Data shown.
==*==

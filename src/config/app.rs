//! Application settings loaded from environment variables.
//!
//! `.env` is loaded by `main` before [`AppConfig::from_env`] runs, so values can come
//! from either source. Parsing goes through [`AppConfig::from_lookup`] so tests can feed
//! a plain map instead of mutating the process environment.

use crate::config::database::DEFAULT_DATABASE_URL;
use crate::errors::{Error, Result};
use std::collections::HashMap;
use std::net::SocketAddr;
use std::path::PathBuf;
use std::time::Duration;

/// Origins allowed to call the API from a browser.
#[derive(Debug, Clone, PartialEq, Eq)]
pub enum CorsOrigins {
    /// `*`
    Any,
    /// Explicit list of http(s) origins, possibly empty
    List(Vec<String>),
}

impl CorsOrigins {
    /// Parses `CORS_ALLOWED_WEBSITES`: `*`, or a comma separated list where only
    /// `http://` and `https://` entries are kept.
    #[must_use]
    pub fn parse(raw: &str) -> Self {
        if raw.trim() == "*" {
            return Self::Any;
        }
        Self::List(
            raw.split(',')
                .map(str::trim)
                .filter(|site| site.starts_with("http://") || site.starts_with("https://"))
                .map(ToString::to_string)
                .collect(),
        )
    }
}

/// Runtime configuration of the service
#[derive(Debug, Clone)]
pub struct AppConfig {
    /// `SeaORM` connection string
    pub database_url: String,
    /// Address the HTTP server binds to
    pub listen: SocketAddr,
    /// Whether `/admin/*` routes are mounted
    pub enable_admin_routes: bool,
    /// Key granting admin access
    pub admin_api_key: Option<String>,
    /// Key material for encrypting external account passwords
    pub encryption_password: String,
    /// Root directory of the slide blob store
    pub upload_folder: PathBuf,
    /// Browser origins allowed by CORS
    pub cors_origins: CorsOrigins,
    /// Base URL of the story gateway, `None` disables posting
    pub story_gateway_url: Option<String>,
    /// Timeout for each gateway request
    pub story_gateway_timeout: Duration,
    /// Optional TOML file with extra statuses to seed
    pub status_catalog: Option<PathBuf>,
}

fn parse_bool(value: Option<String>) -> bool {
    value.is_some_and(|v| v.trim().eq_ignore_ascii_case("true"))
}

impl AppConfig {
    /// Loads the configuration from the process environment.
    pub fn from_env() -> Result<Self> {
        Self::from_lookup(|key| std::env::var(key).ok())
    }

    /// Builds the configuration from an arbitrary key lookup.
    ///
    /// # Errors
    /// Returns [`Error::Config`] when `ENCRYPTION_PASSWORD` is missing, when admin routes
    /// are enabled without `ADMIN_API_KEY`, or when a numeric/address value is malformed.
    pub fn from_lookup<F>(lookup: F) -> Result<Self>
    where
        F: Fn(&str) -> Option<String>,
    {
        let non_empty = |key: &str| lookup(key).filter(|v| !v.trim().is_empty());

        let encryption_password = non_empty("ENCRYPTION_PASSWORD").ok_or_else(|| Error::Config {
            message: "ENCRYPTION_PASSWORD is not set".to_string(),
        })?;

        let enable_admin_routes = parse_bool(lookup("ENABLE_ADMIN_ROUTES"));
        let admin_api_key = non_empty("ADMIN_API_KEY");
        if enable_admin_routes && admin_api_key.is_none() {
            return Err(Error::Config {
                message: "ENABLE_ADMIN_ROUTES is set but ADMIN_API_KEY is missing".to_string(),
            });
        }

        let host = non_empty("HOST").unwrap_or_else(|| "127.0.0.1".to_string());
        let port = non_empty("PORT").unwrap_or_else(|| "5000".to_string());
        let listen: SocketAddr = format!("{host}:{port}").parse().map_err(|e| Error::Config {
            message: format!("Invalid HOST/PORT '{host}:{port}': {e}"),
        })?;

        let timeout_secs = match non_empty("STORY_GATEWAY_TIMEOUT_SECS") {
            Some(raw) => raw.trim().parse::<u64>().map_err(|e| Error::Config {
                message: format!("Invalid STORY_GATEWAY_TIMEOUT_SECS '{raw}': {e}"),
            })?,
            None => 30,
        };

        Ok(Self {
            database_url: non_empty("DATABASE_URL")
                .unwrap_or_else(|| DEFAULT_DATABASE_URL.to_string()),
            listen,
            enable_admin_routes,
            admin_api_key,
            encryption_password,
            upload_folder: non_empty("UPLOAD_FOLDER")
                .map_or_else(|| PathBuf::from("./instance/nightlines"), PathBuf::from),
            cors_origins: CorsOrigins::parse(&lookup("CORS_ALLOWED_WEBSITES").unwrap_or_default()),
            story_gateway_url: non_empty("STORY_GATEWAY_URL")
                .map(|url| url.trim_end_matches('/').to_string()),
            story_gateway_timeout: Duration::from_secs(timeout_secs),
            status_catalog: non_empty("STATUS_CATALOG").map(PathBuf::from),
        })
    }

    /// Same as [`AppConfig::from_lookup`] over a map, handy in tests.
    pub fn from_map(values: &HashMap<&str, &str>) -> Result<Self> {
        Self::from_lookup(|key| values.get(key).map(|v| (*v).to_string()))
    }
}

==*==

With the line containing "pub enum CorsOrigins" as the last one, please set down exactly the lines of the records above from their very first line, and nothing more.

Exercise output.
filename src/config/app.rs
//! Application settings loaded from environment variables.
//!
//! `.env` is loaded by `main` before [`AppConfig::from_env`] runs, so values can come
//! from either source. Parsing goes through [`AppConfig::from_lookup`] so tests can feed
//! a plain map instead of mutating the process environment.

use crate::config::database::DEFAULT_DATABASE_URL;
use crate::errors::{Error, Result};
use std::collections::HashMap;
use std::net::SocketAddr;
use std::path::PathBuf;
use std::time::Duration;

/// Origins allowed to call the API from a browser.
#[derive(Debug, Clone, PartialEq, Eq)]
pub enum CorsOrigins {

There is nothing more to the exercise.